Exception to Steeping Time: Tannin-Containing Herbs
Tannins are extracted in two to five minutes. If plants with large quantities of tannins are allowed to steep longer, they can become very astringent, and sometimes bitter or sour. Tannins can upset the stomach; reduce this possibility by infusing the herbs for just a short amount of time in hot water that is slightly below boiling temperature.
Examples of plants that contain tannins are black and green tea (Camilla sinensis), oak bark (Quercus), raspberry leaf (Rubus) and other rose family astringents.

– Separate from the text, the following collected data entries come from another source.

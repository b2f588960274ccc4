//! Carrier configuration snapshots.

use phub_domain::config::CarrierSettings;
use phub_domain::method::{Method, MethodSet};
use phub_domain::record::DynamicCarrierRecord;
use std::ops::Deref;

/// Immutable per-carrier settings, built once when the carrier is constructed.
#[derive(Debug, Clone, PartialEq)]
pub struct CarrierConfig {
    active: bool,
    /// Empty means "no restriction, defer to the method selector".
    allowed_methods: MethodSet,
    max_weight: Option<f64>,
    title: String,
}

impl CarrierConfig {
    /// An inactive, unrestricted config titled `title`.
    pub fn new(title: impl Into<String>) -> Self {
        Self {
            active: false,
            allowed_methods: MethodSet::new(),
            max_weight: None,
            title: title.into(),
        }
    }

    /// Builds a snapshot from resolved scoped settings; `fallback_title` is used when none is set.
    #[must_use]
    pub fn from_settings(settings: Option<&CarrierSettings>, fallback_title: &str) -> Self {
        let Some(settings) = settings else {
            return Self::new(fallback_title);
        };

        Self {
            active: settings.active.unwrap_or(false),
            allowed_methods: settings.allowed_methods.iter().flatten().copied().collect(),
            max_weight: settings.max_weight,
            title: settings
                .title
                .as_deref()
                .filter(|title| !title.trim().is_empty())
                .unwrap_or(fallback_title)
                .to_owned(),
        }
    }

    #[must_use]
    pub const fn with_active(mut self, active: bool) -> Self {
        self.active = active;
        self
    }

    #[must_use]
    pub fn with_allowed_methods(mut self, methods: impl IntoIterator<Item = Method>) -> Self {
        self.allowed_methods = methods.into_iter().collect();
        self
    }

    #[must_use]
    pub const fn with_max_weight(mut self, max_weight: Option<f64>) -> Self {
        self.max_weight = max_weight;
        self
    }

    #[must_use]
    pub const fn is_active(&self) -> bool {
        self.active
    }

    #[must_use]
    pub const fn allowed_methods(&self) -> &MethodSet {
        &self.allowed_methods
    }

    #[must_use]
    pub const fn max_weight(&self) -> Option<f64> {
        self.max_weight
    }

    #[must_use]
    pub fn title(&self) -> &str {
        &self.title
    }
}

/// Carrier config as seen by one dynamic carrier record.
///
/// Active only while both the family config is active and the record is not deleted;
/// titled by the record and restricted to the record's single method. Everything else
/// is the family config's.
#[derive(Debug, Clone, PartialEq)]
pub struct DynamicConfig {
    config: CarrierConfig,
    dynamic_carrier_id: i64,
}

impl DynamicConfig {
    #[must_use]
    pub fn derive(base: &CarrierConfig, record: &DynamicCarrierRecord) -> Self {
        let config = CarrierConfig {
            active: base.active && !record.deleted,
            allowed_methods: MethodSet::from([record.method]),
            max_weight: base.max_weight,
            title: record.carrier_name.clone(),
        };

        Self { config, dynamic_carrier_id: record.id }
    }

    #[must_use]
    pub const fn dynamic_carrier_id(&self) -> i64 {
        self.dynamic_carrier_id
    }
}

impl Deref for DynamicConfig {
    type Target = CarrierConfig;

    fn deref(&self) -> &Self::Target {
        &self.config
    }
}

Cold infusions are made from plants with medicinal components that need longer infusion times. This method is also useful for herbs containing constituents that are destroyed in the process of heating.
To prepare, place the herbs in a muslin tea bag, an English tea strainer, or stainless-steal mesh tea ball, then moisten them with a small amount of filtered water and place in a Mason jar; fill the vessel with room temperature water. Then suspend the tea bag or ball at the top of the vessel (submerged in the water).
Cold infusions enhance herbal extraction by passively circulation process to improve the extraction of the herbs. Allow to steep overnight. Consume the infusion the next morning.
A decoction effectively extracts dense plant materials such as barks, roots, seeds, and nuts.
Directions: Place the herbs in a vessel with cold water and a tightly-fitting lid. Bring the water and herbs to a gentle boil and turn the heat down to a low rolling simmer; allow to simmer for 20 - 60 minutes. Generally, the longer the tea simmers, the sweeter and more harmonious the result. Take care not to allow the water level to drop too low as the water boils off; to prevent this, increase the initial water volume by 50-100%, especially when simmering the tea for a long time. After removing from heat, either strain the tea immediately or allow the herbs to steep in the water up to 24 hours before consuming.
Combining More Dense and Delicate Plant Parts in Tea Blends
Some recipes call for combining herbs that need different preparation methods. To prepare, separate the herbs into two groups: denser herbs that need decoction, and delicate herbs that need infusion. To proceed, first decoct the denser herbs; then remove the tea from the heat source, add the delicate herbs to the pot, and replace the lid. Infuse the herbs at least 30 minutes, then strain and drink.
Proportions for Dry Herbs
Basic Measurement Method - Combine four to six tablespoons of dry herb per 30-32 ounces (one quart) water.
Standard American Pharmacopoeia Proportions - Combine one ounce of herb (approximately 30 grams) to 30 ounces of water (by volume).
Standard European Pharmacopoeia Method - Combine 50 gm of herb to 1000 ml of water. The Simpler’s method combines 6-8 tablespoons of herb with each quart of water.
Proportions for Fresh Herbs (Simpler’s Method)
Fresh herbs have high water content and tend to be less concentrated than dry herbs. For this reason, when preparing tea using fresh herbs, it is best to use larger volumes of plant material than when using dry herbs. Pack the vessel one-half to three-quarters full with fresh herbs, then fill the vessel with hot water.
Herbal tea is often made in one-quart batches and is best prepared fresh each day. However, if the tea is refrigerated or stored in a very cool environment, it can last up to 48 hours before it begins to taste flat or starts fermenting.
When treating acute health conditions, it is best to drink small doses of tea frequently - about four to six ounces every one to two hours throughout the day. When treating chronic health conditions, less frequent dosing is acceptable - consume eight to ten ounces, two to three times daily. Teas are most quickly absorbed on an empty stomach.